Collections as Data
This repository hosts Python code for downloading and analyzing scanned OCR text from a collection of southwestern U.S. borderlands newspapers. It also includes Jupyter Notebooks introducing text data mining with Python on the newspaper collection. The work is part of the project Using Newspapers as Data for Collaborative Pedagogy: A Multidisciplinary Interrogation of the Borderlands in Undergraduate Classrooms, funded in part by the Mellon Foundation through the Collections as Data program. More information about the project is available found at https://libguides.library.arizona.edu/newspapers-as-data.
If you are looking for an introduction explaining the concept of text data mining, check out the StoryMap at https://storymaps.arcgis.com/stories/cd7e273c42cd4ab6b6ce3fa89c13132c.
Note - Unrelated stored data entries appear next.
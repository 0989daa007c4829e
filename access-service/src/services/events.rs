//! Domain events handed to the notification layer.

use async_trait::async_trait;
use serde::Serialize;
use std::sync::Mutex;

#[derive(Debug, Clone, PartialEq, Serialize)]
#[serde(tag = "type", rename_all = "snake_case")]
pub enum AccessEvent {
    RequestCreated {
        request_id: String,
        requested_by: String,
        grant_ids: Vec<String>,
    },
    GrantRevoked {
        request_id: String,
        grant_id: String,
        revoked_by: String,
    },
}

impl AccessEvent {
    pub fn name(&self) -> &'static str {
        match self {
            AccessEvent::RequestCreated { .. } => "request_created",
            AccessEvent::GrantRevoked { .. } => "grant_revoked",
        }
    }
}

#[async_trait]
pub trait EventPutter: Send + Sync {
    async fn put(&self, event: AccessEvent) -> Result<(), anyhow::Error>;
}

/// Writes events to the log stream, where the notification pipeline picks
/// them up.
#[derive(Debug, Clone, Copy, Default)]
pub struct TracingEventPutter;

#[async_trait]
impl EventPutter for TracingEventPutter {
    async fn put(&self, event: AccessEvent) -> Result<(), anyhow::Error> {
        let payload = serde_json::to_string(&event)?;
        tracing::info!(event = event.name(), payload = %payload, "Access event emitted");
        Ok(())
    }
}

/// Records every event. Can be told to fail.
#[derive(Default)]
pub struct MockEventPutter {
    pub events: Mutex<Vec<AccessEvent>>,
    pub fail: bool,
}

impl MockEventPutter {
    pub fn new() -> Self {
        Self::default()
    }

    pub fn failing() -> Self {
        Self {
            events: Mutex::new(Vec::new()),
            fail: true,
        }
    }

    pub fn recorded(&self) -> Vec<AccessEvent> {
        self.events.lock().map(|e| e.clone()).unwrap_or_default()
    }
}

#[async_trait]
impl EventPutter for MockEventPutter {
    async fn put(&self, event: AccessEvent) -> Result<(), anyhow::Error> {
        if self.fail {
            return Err(anyhow::anyhow!("event bus unavailable"));
        }
        self.events
            .lock()
            .map_err(|e| anyhow::anyhow!("Mock event putter mutex poisoned: {}", e))?
            .push(event);
        Ok(())
    }
}
//! Provider references and registry documents.
//!
//! Two textual forms are accepted:
//! - canonical: `publisher/name@version`
//! - schema target reference: `publisher/name/version`

use serde::{Deserialize, Serialize};
use std::fmt;
use std::str::FromStr;
use thiserror::Error;

#[derive(Debug, Clone, PartialEq, Eq, Error)]
pub enum ParseProviderError {
    #[error("provider reference '{input}' is not in the expected format")]
    InvalidFormat { input: String },
}

/// A specific provider build.
#[derive(Debug, Clone, PartialEq, Eq, Hash, Serialize, Deserialize)]
pub struct Provider {
    pub publisher: String,
    pub name: String,
    pub version: String,
}

impl Provider {
    pub fn new(
        publisher: impl Into<String>,
        name: impl Into<String>,
        version: impl Into<String>,
    ) -> Self {
        Self {
            publisher: publisher.into(),
            name: name.into(),
            version: version.into(),
        }
    }

    /// Parse the three-segment `publisher/name/version` form.
    pub fn parse_schema_ref(s: &str) -> Result<Self, ParseProviderError> {
        let segments: Vec<&str> = s.split('/').collect();
        match segments.as_slice() {
            [publisher, name, version] => Ok(Self::new(*publisher, *name, *version)),
            _ => Err(invalid(s)),
        }
    }

    /// Render as a schema target reference (`publisher/name/version`).
    pub fn schema_ref(&self) -> String {
        format!("{}/{}/{}", self.publisher, self.name, self.version)
    }
}

fn invalid(s: &str) -> ParseProviderError {
    ParseProviderError::InvalidFormat {
        input: s.to_string(),
    }
}

impl FromStr for Provider {
    type Err = ParseProviderError;

    /// Parse the canonical `publisher/name@version` form.
    fn from_str(s: &str) -> Result<Self, Self::Err> {
        let split_version: Vec<&str> = s.split('@').collect();
        let [name_path, version] = split_version.as_slice() else {
            return Err(invalid(s));
        };

        let split_name: Vec<&str> = name_path.split('/').collect();
        let [publisher, name] = split_name.as_slice() else {
            return Err(invalid(s));
        };

        Ok(Self::new(*publisher, *name, *version))
    }
}

impl fmt::Display for Provider {
    fn fmt(&self, f: &mut fmt::Formatter<'_>) -> fmt::Result {
        write!(f, "{}/{}@{}", self.publisher, self.name, self.version)
    }
}

/// Schema section of a registry provider document.
#[derive(Debug, Clone, PartialEq, Serialize, Deserialize)]
pub struct ProviderSchema {
    /// Declared target schema. Compared structurally, never interpreted.
    pub target: serde_json::Value,
}

/// Provider document as returned by the provider registry.
#[derive(Debug, Clone, PartialEq, Serialize, Deserialize)]
pub struct ProviderDetail {
    pub publisher: String,
    pub name: String,
    pub version: String,
    pub schema: ProviderSchema,
}
//! Provider argument options and their cached form.

use chrono::{DateTime, Utc};
use serde::{Deserialize, Serialize};
use std::collections::BTreeSet;

use super::target::GroupScoped;

/// One selectable value for a provider argument.
#[derive(Debug, Clone, PartialEq, Eq, Serialize, Deserialize)]
pub struct ProviderOption {
    pub value: String,
    pub label: String,
    pub description: Option<String>,
    /// Groups allowed to see this option. Empty means unrestricted.
    #[serde(default)]
    pub groups: BTreeSet<String>,
}

impl GroupScoped for ProviderOption {
    fn is_visible_to(&self, user_groups: &BTreeSet<String>) -> bool {
        self.groups.is_empty() || !self.groups.is_disjoint(user_groups)
    }
}

/// Options bundled under a named grouping (e.g. an OU containing accounts).
#[derive(Debug, Clone, PartialEq, Eq, Serialize, Deserialize)]
pub struct ProviderArgGroupOption {
    pub id: String,
    pub title: String,
    pub options: Vec<ProviderOption>,
}

impl ProviderArgGroupOption {
    /// Copy of this group holding only the options visible to `user_groups`.
    /// `None` when nothing in the group is visible.
    pub fn visible_to(&self, user_groups: &BTreeSet<String>) -> Option<Self> {
        let options: Vec<ProviderOption> = self
            .options
            .iter()
            .filter(|o| o.is_visible_to(user_groups))
            .cloned()
            .collect();

        if options.is_empty() {
            return None;
        }

        Some(Self {
            id: self.id.clone(),
            title: self.title.clone(),
            options,
        })
    }
}

/// Options fetched from a provider, keyed by (provider_id, arg_id).
#[derive(Debug, Clone, PartialEq, Serialize, Deserialize)]
pub struct CachedArgOptions {
    pub provider_id: String,
    pub arg_id: String,
    pub options: Vec<ProviderOption>,
    pub grouped_options: Vec<ProviderArgGroupOption>,
    #[serde(with = "mongodb::bson::serde_helpers::chrono_datetime_as_bson_datetime")]
    pub fetched_at: DateTime<Utc>,
}

/// Result of a cache load or refresh.
#[derive(Debug, Clone, Default, PartialEq, Serialize, Deserialize)]
pub struct ArgOptions {
    #[serde(default)]
    pub options: Vec<ProviderOption>,
    #[serde(default)]
    pub grouped_options: Vec<ProviderArgGroupOption>,
}

impl ArgOptions {
    /// Membership filter over an already-loaded option set.
    pub fn visible_to(&self, user_groups: &BTreeSet<String>) -> Self {
        Self {
            options: super::target::filter_visible(self.options.clone(), user_groups),
            grouped_options: self
                .grouped_options
                .iter()
                .filter_map(|g| g.visible_to(user_groups))
                .collect(),
        }
    }
}

impl From<CachedArgOptions> for ArgOptions {
    fn from(cached: CachedArgOptions) -> Self {
        Self {
            options: cached.options,
            grouped_options: cached.grouped_options,
        }
    }
}
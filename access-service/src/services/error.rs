use service_core::error::AppError;
use thiserror::Error;

use super::registry_client::RegistryError;
use super::store::StoreError;
use super::workflow::WorkflowError;
use crate::models::ParseProviderError;

#[derive(Error, Debug)]
pub enum ServiceError {
    #[error("{0} not found")]
    NotFound(String),

    #[error("{0} already exists")]
    AlreadyExists(String),

    #[error("target group {target_group_id} already has a linked deployment")]
    AlreadyLinked { target_group_id: String },

    #[error(transparent)]
    InvalidFormat(#[from] ParseProviderError),

    #[error("provider registry error: {0}")]
    UpstreamRegistry(String),

    #[error("deployment provider {provider} does not match the target schema of {target_group_id}")]
    IncompatibleSchema {
        target_group_id: String,
        provider: String,
    },

    #[error("duplicate target ids requested")]
    DuplicateTargetsRequested,

    #[error("user is not authorised for requested target {target_id}")]
    UserNotAuthorisedForRequestedTarget { target_id: String },

    #[error("grant is inactive")]
    GrantInactive,

    #[error("no grant to revoke")]
    NoGrant,

    #[error("invalid request: {0}")]
    InvalidRequest(String),

    #[error("store error: {0}")]
    Store(#[from] StoreError),

    #[error("Internal server error: {0}")]
    Internal(#[from] anyhow::Error),
}

impl From<RegistryError> for ServiceError {
    fn from(err: RegistryError) -> Self {
        ServiceError::UpstreamRegistry(err.to_string())
    }
}

impl From<WorkflowError> for ServiceError {
    fn from(err: WorkflowError) -> Self {
        match err {
            WorkflowError::GrantInactive => ServiceError::GrantInactive,
            WorkflowError::NoGrant => ServiceError::NoGrant,
            WorkflowError::Failed(e) => ServiceError::Internal(e),
        }
    }
}

impl From<ServiceError> for AppError {
    fn from(err: ServiceError) -> Self {
        match err {
            ServiceError::NotFound(_) => AppError::NotFound(anyhow::anyhow!(err.to_string())),
            ServiceError::AlreadyExists(_) | ServiceError::AlreadyLinked { .. } => {
                AppError::Conflict(anyhow::anyhow!(err.to_string()))
            }
            ServiceError::InvalidFormat(_)
            | ServiceError::IncompatibleSchema { .. }
            | ServiceError::DuplicateTargetsRequested
            | ServiceError::GrantInactive
            | ServiceError::NoGrant
            | ServiceError::InvalidRequest(_) => {
                AppError::BadRequest(anyhow::anyhow!(err.to_string()))
            }
            ServiceError::UserNotAuthorisedForRequestedTarget { .. } => {
                AppError::Unauthorized(anyhow::anyhow!(err.to_string()))
            }
            ServiceError::UpstreamRegistry(e) => AppError::BadGateway(anyhow::anyhow!(e)),
            ServiceError::Store(StoreError::InvalidPageToken) => {
                AppError::BadRequest(anyhow::anyhow!("invalid page token"))
            }
            ServiceError::Store(e) => AppError::DatabaseError(anyhow::Error::new(e)),
            ServiceError::Internal(e) => AppError::InternalError(e),
        }
    }
}

#[cfg(test)]
mod tests {
    use super::*;
    use axum::http::StatusCode;

    fn status(err: ServiceError) -> StatusCode {
        AppError::from(err).status_code()
    }

    #[test]
    fn maps_taxonomy_to_categories() {
        assert_eq!(status(ServiceError::NotFound("request".into())), StatusCode::NOT_FOUND);
        assert_eq!(
            status(ServiceError::AlreadyExists("target group aws".into())),
            StatusCode::CONFLICT
        );
        assert_eq!(
            status(ServiceError::AlreadyLinked {
                target_group_id: "aws".into()
            }),
            StatusCode::CONFLICT
        );
        assert_eq!(status(ServiceError::DuplicateTargetsRequested), StatusCode::BAD_REQUEST);
        assert_eq!(
            status(ServiceError::UserNotAuthorisedForRequestedTarget {
                target_id: "t".into()
            }),
            StatusCode::UNAUTHORIZED
        );
        assert_eq!(status(ServiceError::GrantInactive), StatusCode::BAD_REQUEST);
        assert_eq!(status(ServiceError::NoGrant), StatusCode::BAD_REQUEST);
        assert_eq!(
            status(ServiceError::UpstreamRegistry("503".into())),
            StatusCode::BAD_GATEWAY
        );
        assert_eq!(
            status(ServiceError::Store(StoreError::ConditionFailed)),
            StatusCode::INTERNAL_SERVER_ERROR
        );
    }

    #[test]
    fn workflow_errors_keep_their_kind() {
        assert!(matches!(
            ServiceError::from(WorkflowError::GrantInactive),
            ServiceError::GrantInactive
        ));
        assert!(matches!(
            ServiceError::from(WorkflowError::NoGrant),
            ServiceError::NoGrant
        ));
    }
}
The work focuses on the following titles:
- Arizona Post, a Tucson newspaper by and for the Jewish community
- Arizona Sun, an African American newspaper published in Phoenix
- Apache Sentinel, published by African American soldiers stationed at Fort Huachuca
- Bisbee Daily Review, a newspaper published in Bisbee, a mining town at that time
- Border Vidette, a newspaper published in Nogales, Arizona, on the border with Nogales, Mexico
- Phoenix Tribune, the first African American newspaper published in Arizona
- El Sol, a Spanish-language, Mexican American newspaper published in Phoenix
- El Tucsonense, a Spanish-language, Mexican American newspaper published in Tucson
The text for these newspapers is available at Chronicling America. Downloads of the texts used the API, documented at https://chroniclingamerica.loc.gov/about/api/.
Text data mining lessons
Lessons for using these data in text data mining are available in Jupyter Notebooks. All lessons are licensed under a CC-BY-4.0 license 2020 by Jeffrey C. Oliver.
Data preparation scripts
- download-pages.py: Download files via the Chronicling America API. Pages are in the "pages" folder within an individual title's folder. For example, pages for El Tucsonense are downloaded to 'el-tucsonense/pages'. File names reflect the date, in YYYYMMDD, and the page number; e.g. page 2 of El Tucsonense's paper from January 3, 1925 is stored as 19250103-2.txt.
- assemble-volumes.py: Assemble text file for a single day's newspaper by concatenating all individual pages for a particular day/title combination. The text for each day's paper is stored in the 'volumes' folder for each title. For example, the text for the January 3, 1925 issue of El Tucsonense is located in data/el-tucsonense/volumes/19250103.txt.
- retrieve-complete.py and retrieve-complete.sh: Python and bash scripts for downloading full data set from the University of Arizona Research Data Repository. These scripts download the archive file from the data repository and extract the contents to data/complete. Both scripts accomplish the same thing, they differ only in language used.